- TASK PROMPT: Return each line of the listing that contains the string "NotFound".

- ENTRIES PROVIDED:

use std::sync::Arc;

use actix_web::web::{Bytes, Data};
use actix_web::{HttpRequest, HttpResponse};
use log::error;
use serde::{Deserialize, Serialize};

use crate::server::authz::Action;
use crate::server::context::DecisionScope;
use crate::server::error::GuardError;
use crate::server::response::Response;
use crate::server::restful::RestfulContext;
use crate::types::resource::{Resource, ResourceType};

use super::{identity_of, reject, screen};

/// Body of an allowed write or search. The business handlers behind this
/// service own the actual records.
#[derive(Debug, Serialize, Deserialize)]
pub struct Granted {
    pub action: String,
    #[serde(rename = "type")]
    pub kind: String,
    #[serde(skip_serializing_if = "Option::is_none")]
    pub id: Option<String>,
}

/// `/api/resources/{kind}[/{id}]`: anomaly screen, then permission and
/// ownership, then the read or the grant.
pub async fn handle(
    req: HttpRequest,
    body: Option<Bytes>,
    scope: DecisionScope,
    ctx: Data<Arc<RestfulContext>>,
) -> HttpResponse {
    let identity = identity_of(&req);
    if let Some(resp) = screen(&req, body.as_ref(), identity.as_ref(), &scope, &ctx) {
        return resp;
    }

    let kind = match req.match_info().get("kind").map(ResourceType::parse) {
        Some(Ok(kind)) => kind,
        _ => return reject(&scope, GuardError::NotFound),
    };
    let id = req.match_info().get("id").map(String::from);

    let action = match Action::from_method(req.method(), id.is_some()) {
        Some(action) => action,
        None => return Response::method_not_allowed().into(),
    };

    if let Err(err) = ctx
        .pipeline
        .authorize(identity.as_ref(), action, kind, id.as_deref(), &scope)
    {
        return Response::guard(err).into();
    }

    match (action, id) {
        (Action::Read, Some(id)) => read(kind, &id, &scope, &ctx),
        (action, id) => Response::json(Granted {
            action: action.to_string(),
            kind: kind.to_string(),
            id,
        })
        .into(),
    }
}

/// Returns the instance resolved by the ownership check, looking it up only
/// when no check ran.
fn read(kind: ResourceType, id: &str, scope: &DecisionScope, ctx: &RestfulContext) -> HttpResponse {
    let resolved = scope.borrow().resource_data().cloned();
    let resource: Resource = match resolved {
        Some(resource) => resource,
        None => match ctx.registry.resolve(kind, id) {
            Ok(Some(resource)) => resource,
            Ok(None) => return reject(scope, GuardError::NotFound),
            Err(e) => {
                error!("Lookup {kind} '{id}' failed: {e:#}");
                return reject(scope, GuardError::InternalValidationError);
            }
        },
    };
    Response::json(resource).into()
}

- ANSWER AREA:
        _ => return reject(&scope, GuardError::NotFound),
            Ok(None) => return reject(scope, GuardError::NotFound),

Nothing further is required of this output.